Issue 43 • September 16, 2009
Gold Soaring on Inflation Concerns? Maybe Not…
In May, when the S&P 500 began to move sideways for a few months, I wrote in Weiss Advice (Issue #25 ) that another market looked ripe for a bull market run.
I pointed out that commodities still appeared to be in a bull market uptrend ... and “specifically, gold hasn’t lost its bull market luster.”
Since then, broad commodity indexes have moved slightly higher and gold has been inching steadily upward since June — trading above the magical $1,000 per ounce level again this week for the first time since its record high above $1,030 an ounce back in March 2008.1
Many observers point to intensifying fears of inflation as the main catalyst for gold’s rise, since it is considered the “most classic of inflation hedges,” but there may also be a simpler reason why the yellow metal could continue to rally higher in price ... in a word: LIQUIDITY! 2
The Outgoing Tide of Deflation
“Billions of dollars spent by central banks to rescue the global economy from a slump have fueled fears that inflation could rise sharply,” as the Financial Times correctly points out.3
There’s no doubt that central bankers around the world, including the U.S. Federal Reserve, the Bank of England, the European Central Bank and even the People’s Bank of China, have left liquidity taps wide open ... unleashing a gush of monetary and fiscal stimulus in an effort to revive the global economy.4
But so far, this liquidity flood has been struggling upstream against an outgoing rip tide of deflationary pressure.
In other words, while central banks print money like mad and shovel it into circulation, much of this cash remains on the sidelines locked up in idle bank reserves or institutional money market funds.
Consumer and business spending has plunged, credit is contracting at a record rate, and savings rates are on the rise.
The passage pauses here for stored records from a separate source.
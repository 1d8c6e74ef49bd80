use strand_crypto::aes::CtrCipher;
use strand_crypto::sha256;

use super::{Transport, TransportError};

/// First words a random header must never start with, because servers and
/// middleboxes would mistake them for another protocol.
const RESERVED_PREFIXES: [[u8; 4]; 7] = [
    *b"HEAD",
    *b"POST",
    *b"GET ",
    *b"OPTI",
    [0xee, 0xee, 0xee, 0xee],
    [0xdd, 0xdd, 0xdd, 0xdd],
    [0x16, 0x03, 0x01, 0x02],
];

/// [Obfuscated] wrapper: AES-256-CTR over an inner framing, keyed from a
/// random 64-byte header that is sent first.
///
/// Any framing that reports an obfuscation tag can be wrapped; all three
/// built-in ones do. An optional 16-byte proxy secret is mixed into both
/// keys.
///
/// [Obfuscated]: https://core.telegram.org/mtproto/mtproto-transports#transport-obfuscation
pub struct Obfuscated<T: Transport> {
    inner: T,
    header: Option<[u8; 64]>,
    encrypt: CtrCipher,
    decrypt: CtrCipher,
}

impl<T: Transport> Obfuscated<T> {
    /// Wrap `inner` with a freshly generated header.
    pub fn new(inner: T, secret: Option<&[u8; 16]>) -> Result<Self, TransportError> {
        let mut random = [0u8; 64];
        loop {
            getrandom::getrandom(&mut random).map_err(|_| TransportError::Rng)?;
            if is_valid_header(&random) {
                break;
            }
        }
        Self::with_header(inner, random, secret)
    }

    /// Wrap `inner` using `random` as the header material. Bytes 56..64 are
    /// overwritten with the encrypted tag.
    pub fn with_header(inner: T, random: [u8; 64], secret: Option<&[u8; 16]>) -> Result<Self, TransportError> {
        let tag = inner
            .obfuscation_tag()
            .ok_or(TransportError::Unsupported { reason: "framing has no obfuscation tag" })?;

        let (mut encrypt, decrypt) = derive_ciphers(&random, secret, false);

        let mut header = random;
        header[56..60].copy_from_slice(&tag);
        let mut encrypted = header;
        encrypt.apply(&mut encrypted);
        header[56..64].copy_from_slice(&encrypted[56..64]);

        Ok(Self { inner, header: Some(header), encrypt, decrypt })
    }

    /// The server end of a connection whose client sent `header`.
    ///
    /// Fails unless the decrypted tag matches `inner`'s framing.
    pub fn server(inner: T, header: &[u8; 64], secret: Option<&[u8; 16]>) -> Result<Self, TransportError> {
        let tag = inner
            .obfuscation_tag()
            .ok_or(TransportError::Unsupported { reason: "framing has no obfuscation tag" })?;

        let (encrypt, mut decrypt) = derive_ciphers(header, secret, true);

        let mut plain = *header;
        decrypt.apply(&mut plain);
        if plain[56..60] != tag {
            return Err(TransportError::Unsupported { reason: "obfuscation tag mismatch" });
        }

        Ok(Self { inner, header: None, encrypt, decrypt })
    }
}

/// Client direction keys come from `header[8..56]`; the reverse direction
/// from the same 48 bytes reversed.
fn derive_ciphers(header: &[u8; 64], secret: Option<&[u8; 16]>, server: bool) -> (CtrCipher, CtrCipher) {
    let mut reversed = [0u8; 48];
    reversed.copy_from_slice(&header[8..56]);
    reversed.reverse();

    let cipher = |key_iv: &[u8]| {
        let mut key = [0u8; 32];
        key.copy_from_slice(&key_iv[..32]);
        if let Some(secret) = secret {
            key = sha256!(&key, secret);
        }
        let mut iv = [0u8; 16];
        iv.copy_from_slice(&key_iv[32..48]);
        CtrCipher::new(&key, &iv)
    };

    let forward = cipher(&header[8..56]);
    let backward = cipher(&reversed);
    if server { (backward, forward) } else { (forward, backward) }
}

fn is_valid_header(random: &[u8; 64]) -> bool {
    let first = [random[0], random[1], random[2], random[3]];
    random[0] != 0xef && !RESERVED_PREFIXES.contains(&first) && random[4..8] != [0; 4]
}

impl<T: Transport> Transport for Obfuscated<T> {
    fn init(&mut self) -> Vec<u8> {
        self.header.take().map(Vec::from).unwrap_or_default()
    }

    fn pack(&mut self, payload: &[u8], out: &mut Vec<u8>) {
        let start = out.len();
        self.inner.pack(payload, out);
        self.encrypt.apply(&mut out[start..]);
    }

    fn feed(&mut self, bytes: &[u8]) {
        let mut plain = bytes.to_vec();
        self.decrypt.apply(&mut plain);
        self.inner.feed(&plain);
    }

    fn next_frame(&mut self) -> Result<Option<Vec<u8>>, TransportError> { self.inner.next_frame() }
}

impl<T: Transport> std::fmt::Debug for Obfuscated<T> {
    fn fmt(&self, f: &mut std::fmt::Formatter<'_>) -> std::fmt::Result {
        f.debug_struct("Obfuscated").field("header_sent", &self.header.is_none()).finish()
    }
}
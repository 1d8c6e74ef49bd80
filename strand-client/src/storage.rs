//! Pluggable persistence for auth keys, update state and the peer cache.
//!
//! The [`Storage`] trait abstracts over where these live so that callers can
//! plug in a database, a file, or anything else. [`InMemoryStorage`] keeps
//! everything in process memory.

use std::collections::{BTreeMap, HashMap};
use std::io;
use std::sync::{Mutex, MutexGuard, PoisonError};

// ─── Update state ─────────────────────────────────────────────────────────────

/// An independently ordered sequence of updates.
#[derive(Clone, Copy, Debug, PartialEq, Eq, Hash, PartialOrd, Ord)]
#[cfg_attr(feature = "serde", derive(serde::Serialize, serde::Deserialize))]
pub enum Stream {
    /// The account-wide stream, ordered by `seq`.
    Global,
    /// A channel's stream, ordered by that channel's `pts`.
    Channel(i64),
}

/// Everything needed to resume processing updates in order.
#[derive(Clone, Debug, Default, PartialEq, Eq)]
#[cfg_attr(feature = "serde", derive(serde::Serialize, serde::Deserialize))]
pub struct UpdatesState {
    /// Account-wide persistent timestamp.
    pub pts: i32,
    /// Account-wide sequence number.
    pub seq: i32,
    /// Date of the last applied global batch.
    pub date: i32,
    /// `pts` of every channel seen so far.
    pub channels: BTreeMap<i64, i32>,
}

impl UpdatesState {
    /// The ordering counter of `stream`, or `None` for a channel never seen.
    pub fn counter(&self, stream: Stream) -> Option<i32> {
        match stream {
            Stream::Global => Some(self.seq),
            Stream::Channel(id) => self.channels.get(&id).copied(),
        }
    }
}

// ─── Peer cache ───────────────────────────────────────────────────────────────

#[derive(Clone, Copy, Debug, PartialEq, Eq)]
#[cfg_attr(feature = "serde", derive(serde::Serialize, serde::Deserialize))]
pub enum PeerKind {
    User,
    Chat,
    Channel,
}

/// A cached peer. The entity bytes are opaque to this crate.
#[derive(Clone, Debug, PartialEq, Eq)]
#[cfg_attr(feature = "serde", derive(serde::Serialize, serde::Deserialize))]
pub struct PeerCacheEntry {
    pub id: i64,
    pub access_hash: i64,
    pub kind: PeerKind,
    /// The serialized entity as last received.
    pub entity: Vec<u8>,
    /// Unix time of the last refresh.
    pub updated_at: i64,
    /// Seconds a resolved username stays valid, if the server said.
    pub username_ttl: Option<u32>,
}

// ─── Trait ────────────────────────────────────────────────────────────────────

/// Where auth keys, update state and cached peers are kept between runs.
pub trait Storage: Send + Sync {
    /// The auth key for `dc_id`, if one was negotiated before.
    fn auth_key(&self, dc_id: i32) -> io::Result<Option<[u8; 256]>>;

    /// Store the auth key for `dc_id`, or forget it with `None`.
    fn set_auth_key(&self, dc_id: i32, key: Option<[u8; 256]>) -> io::Result<()>;

    fn updates_state(&self) -> io::Result<UpdatesState>;

    /// Persist `pts` for `stream`. For [`Stream::Global`] this is the
    /// account-wide `pts`, not the `seq`.
    fn set_pts(&self, stream: Stream, pts: i32) -> io::Result<()>;

    fn set_seq_date(&self, seq: i32, date: i32) -> io::Result<()>;

    fn peer(&self, id: i64) -> io::Result<Option<PeerCacheEntry>>;

    fn set_peer(&self, entry: PeerCacheEntry) -> io::Result<()>;

    /// Human-readable name of this storage (for log messages).
    fn name(&self) -> &str;
}

// ─── InMemoryStorage ──────────────────────────────────────────────────────────

/// Storage that lives as long as the process.
///
/// Useful for tests, or for clients that should always start fresh.
#[derive(Debug, Default)]
pub struct InMemoryStorage {
    data: Mutex<Data>,
}

#[derive(Debug, Default)]
struct Data {
    auth_keys: HashMap<i32, [u8; 256]>,
    state:     UpdatesState,
    peers:     HashMap<i64, PeerCacheEntry>,
}

impl InMemoryStorage {
    pub fn new() -> Self { Self::default() }

    /// Storage that already holds `key` for `dc_id`.
    pub fn with_auth_key(dc_id: i32, key: [u8; 256]) -> Self {
        let storage = Self::new();
        storage.lock().auth_keys.insert(dc_id, key);
        storage
    }

    fn lock(&self) -> MutexGuard<'_, Data> {
        self.data.lock().unwrap_or_else(PoisonError::into_inner)
    }
}

impl Storage for InMemoryStorage {
    fn auth_key(&self, dc_id: i32) -> io::Result<Option<[u8; 256]>> {
        Ok(self.lock().auth_keys.get(&dc_id).copied())
    }

    fn set_auth_key(&self, dc_id: i32, key: Option<[u8; 256]>) -> io::Result<()> {
        let mut data = self.lock();
        match key {
            Some(key) => data.auth_keys.insert(dc_id, key),
            None => data.auth_keys.remove(&dc_id),
        };
        Ok(())
    }

    fn updates_state(&self) -> io::Result<UpdatesState> {
        Ok(self.lock().state.clone())
    }

    fn set_pts(&self, stream: Stream, pts: i32) -> io::Result<()> {
        let mut data = self.lock();
        match stream {
            Stream::Global => data.state.pts = pts,
            Stream::Channel(id) => {
                data.state.channels.insert(id, pts);
            }
        }
        Ok(())
    }

    fn set_seq_date(&self, seq: i32, date: i32) -> io::Result<()> {
        let mut data = self.lock();
        data.state.seq = seq;
        data.state.date = date;
        Ok(())
    }

    fn peer(&self, id: i64) -> io::Result<Option<PeerCacheEntry>> {
        Ok(self.lock().peers.get(&id).cloned())
    }

    fn set_peer(&self, entry: PeerCacheEntry) -> io::Result<()> {
        self.lock().peers.insert(entry.id, entry);
        Ok(())
    }

    fn name(&self) -> &str { "in-memory" }
}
At present, deflationary forces still seem to have the upper hand ... this climate isn’t a recipe for immediate inflation.
The NEW Carry Trade: Sell Dollars to Buy Gold
Perhaps, in time, the “velocity” of this fresh money in circulation will finally pick up and inflation expectations along with it, but not yet and perhaps not anytime soon.
So what is driving gold if not inflation fears, and more important, what forces can push gold prices higher still? Excess global liquidity itself provides a bullish backdrop for gold and other precious metals.
Extremely low interest rates may be making the U.S. dollar everyone’s NEW favorite funding currency ... just as the Japanese yen was the carry-trade currency of choice for many years.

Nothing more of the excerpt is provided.